■ **Exercise**:
For each line in the records, produce an exact copy.

[Collected data]
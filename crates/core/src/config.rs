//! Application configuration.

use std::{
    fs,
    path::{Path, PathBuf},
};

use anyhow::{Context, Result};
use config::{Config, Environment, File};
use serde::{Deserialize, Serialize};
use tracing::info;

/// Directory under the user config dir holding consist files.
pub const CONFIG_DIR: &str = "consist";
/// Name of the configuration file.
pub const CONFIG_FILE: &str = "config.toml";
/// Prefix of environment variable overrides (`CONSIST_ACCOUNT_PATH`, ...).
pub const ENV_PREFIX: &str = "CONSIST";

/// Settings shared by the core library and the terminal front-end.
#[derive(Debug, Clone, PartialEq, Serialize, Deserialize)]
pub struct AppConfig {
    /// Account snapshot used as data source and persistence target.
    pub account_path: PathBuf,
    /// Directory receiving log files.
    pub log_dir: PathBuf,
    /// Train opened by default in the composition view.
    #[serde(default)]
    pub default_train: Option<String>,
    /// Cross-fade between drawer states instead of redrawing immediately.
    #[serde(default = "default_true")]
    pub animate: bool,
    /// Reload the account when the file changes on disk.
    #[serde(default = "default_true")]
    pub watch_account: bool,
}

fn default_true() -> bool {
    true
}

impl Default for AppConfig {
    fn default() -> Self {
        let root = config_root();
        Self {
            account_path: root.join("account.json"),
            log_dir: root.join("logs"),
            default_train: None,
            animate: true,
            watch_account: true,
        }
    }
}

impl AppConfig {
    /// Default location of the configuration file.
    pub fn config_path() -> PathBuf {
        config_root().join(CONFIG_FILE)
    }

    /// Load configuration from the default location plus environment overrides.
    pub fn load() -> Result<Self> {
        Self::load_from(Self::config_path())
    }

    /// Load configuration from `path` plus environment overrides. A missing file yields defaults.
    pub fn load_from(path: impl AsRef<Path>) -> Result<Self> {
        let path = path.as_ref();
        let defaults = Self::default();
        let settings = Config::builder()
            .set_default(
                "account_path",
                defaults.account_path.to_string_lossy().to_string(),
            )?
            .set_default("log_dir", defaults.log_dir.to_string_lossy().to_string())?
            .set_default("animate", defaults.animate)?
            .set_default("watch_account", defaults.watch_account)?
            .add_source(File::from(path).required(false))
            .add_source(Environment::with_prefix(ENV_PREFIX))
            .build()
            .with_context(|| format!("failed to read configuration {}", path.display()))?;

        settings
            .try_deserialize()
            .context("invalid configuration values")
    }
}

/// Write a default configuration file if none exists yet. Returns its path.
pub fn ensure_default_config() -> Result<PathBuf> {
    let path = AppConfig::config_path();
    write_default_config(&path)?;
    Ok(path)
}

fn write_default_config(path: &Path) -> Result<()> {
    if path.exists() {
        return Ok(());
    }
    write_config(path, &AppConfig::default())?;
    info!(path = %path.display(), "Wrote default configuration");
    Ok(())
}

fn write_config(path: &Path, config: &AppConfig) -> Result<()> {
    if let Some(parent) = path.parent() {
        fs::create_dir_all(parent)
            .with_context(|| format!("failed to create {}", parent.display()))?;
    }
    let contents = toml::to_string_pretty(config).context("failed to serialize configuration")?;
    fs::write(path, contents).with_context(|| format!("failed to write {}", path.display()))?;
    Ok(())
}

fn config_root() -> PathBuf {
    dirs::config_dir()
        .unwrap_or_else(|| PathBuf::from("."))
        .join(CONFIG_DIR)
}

■ **Answer section**:
filename crates/core/src/config.rs
//! Application configuration.

use std::{
    fs,
    path::{Path, PathBuf},
};

use anyhow::{Context, Result};
use config::{Config, Environment, File};
use serde::{Deserialize, Serialize};
use tracing::info;

/// Directory under the user config dir holding consist files.
pub const CONFIG_DIR: &str = "consist";
/// Name of the configuration file.
pub const CONFIG_FILE: &str = "config.toml";
/// Prefix of environment variable overrides (`CONSIST_ACCOUNT_PATH`, ...).
pub const ENV_PREFIX: &str = "CONSIST";

/// Settings shared by the core library and the terminal front-end.
#[derive(Debug, Clone, PartialEq, Serialize, Deserialize)]
pub struct AppConfig {
    /// Account snapshot used as data source and persistence target.
    pub account_path: PathBuf,
    /// Directory receiving log files.
    pub log_dir: PathBuf,
    /// Train opened by default in the composition view.
    #[serde(default)]
    pub default_train: Option<String>,
    /// Cross-fade between drawer states instead of redrawing immediately.
    #[serde(default = "default_true")]
    pub animate: bool,
    /// Reload the account when the file changes on disk.
    #[serde(default = "default_true")]
    pub watch_account: bool,
}

fn default_true() -> bool {
    true
}

impl Default for AppConfig {
    fn default() -> Self {
        let root = config_root();
        Self {
            account_path: root.join("account.json"),
            log_dir: root.join("logs"),
            default_train: None,
            animate: true,
            watch_account: true,
        }
    }
}

impl AppConfig {
    /// Default location of the configuration file.
    pub fn config_path() -> PathBuf {
        config_root().join(CONFIG_FILE)
    }

    /// Load configuration from the default location plus environment overrides.
    pub fn load() -> Result<Self> {
        Self::load_from(Self::config_path())
    }

    /// Load configuration from `path` plus environment overrides. A missing file yields defaults.
    pub fn load_from(path: impl AsRef<Path>) -> Result<Self> {
        let path = path.as_ref();
        let defaults = Self::default();
        let settings = Config::builder()
            .set_default(
                "account_path",
                defaults.account_path.to_string_lossy().to_string(),
            )?
            .set_default("log_dir", defaults.log_dir.to_string_lossy().to_string())?
            .set_default("animate", defaults.animate)?
            .set_default("watch_account", defaults.watch_account)?
            .add_source(File::from(path).required(false))
            .add_source(Environment::with_prefix(ENV_PREFIX))
            .build()
            .with_context(|| format!("failed to read configuration {}", path.display()))?;

        settings
            .try_deserialize()
            .context("invalid configuration values")
    }
}

/// Write a default configuration file if none exists yet. Returns its path.
pub fn ensure_default_config() -> Result<PathBuf> {
    let path = AppConfig::config_path();
    write_default_config(&path)?;
    Ok(path)
}

fn write_default_config(path: &Path) -> Result<()> {
    if path.exists() {
        return Ok(());
    }
    write_config(path, &AppConfig::default())?;
    info!(path = %path.display(), "Wrote default configuration");
    Ok(())
}

fn write_config(path: &Path, config: &AppConfig) -> Result<()> {
    if let Some(parent) = path.parent() {
        fs::create_dir_all(parent)
            .with_context(|| format!("failed to create {}", parent.display()))?;
    }
    let contents = toml::to_string_pretty(config).context("failed to serialize configuration")?;
    fs::write(path, contents).with_context(|| format!("failed to write {}", path.display()))?;
    Ok(())
}

fn config_root() -> PathBuf {
    dirs::config_dir()
        .unwrap_or_else(|| PathBuf::from("."))
        .join(CONFIG_DIR)
}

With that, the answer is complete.